### Task
Copy every line that holds the string "module" from the data below.

::::::::::

//! Logger setup plus conditional logging macros gated by a module-level
//! `ENABLE_LOGS` flag.
//!
//! Usage:
//! ```ignore
//! const ENABLE_LOGS: bool = true;
//!
//! use crate::{log_info, log_warn, log_error};
//!
//! log_info!("saved {} rows", rows.len());
//! ```

use log::LevelFilter;

/// Initialize `env_logger`. `RUST_LOG` still wins over the default level.
pub fn init(verbose: bool) {
    let default_level = if verbose {
        LevelFilter::Debug
    } else {
        LevelFilter::Info
    };

    let _ = env_logger::Builder::new()
        .filter_level(default_level)
        .parse_default_env()
        .format_timestamp_secs()
        .try_init();
}

/// Conditional info logging. The calling module must define
/// `const ENABLE_LOGS: bool`.
#[macro_export]
macro_rules! log_info {
    ($($arg:tt)*) => {
        if ENABLE_LOGS {
            log::info!($($arg)*);
        }
    };
}

/// Conditional warn logging. See [`log_info!`].
#[macro_export]
macro_rules! log_warn {
    ($($arg:tt)*) => {
        if ENABLE_LOGS {
            log::warn!($($arg)*);
        }
    };
}

/// Conditional error logging. See [`log_info!`].
#[macro_export]
macro_rules! log_error {
    ($($arg:tt)*) => {
        if ENABLE_LOGS {
            log::error!($($arg)*);
        }
    };
}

::::::::::

### Your solution
//! Logger setup plus conditional logging macros gated by a module-level
/// Conditional info logging. The calling module must define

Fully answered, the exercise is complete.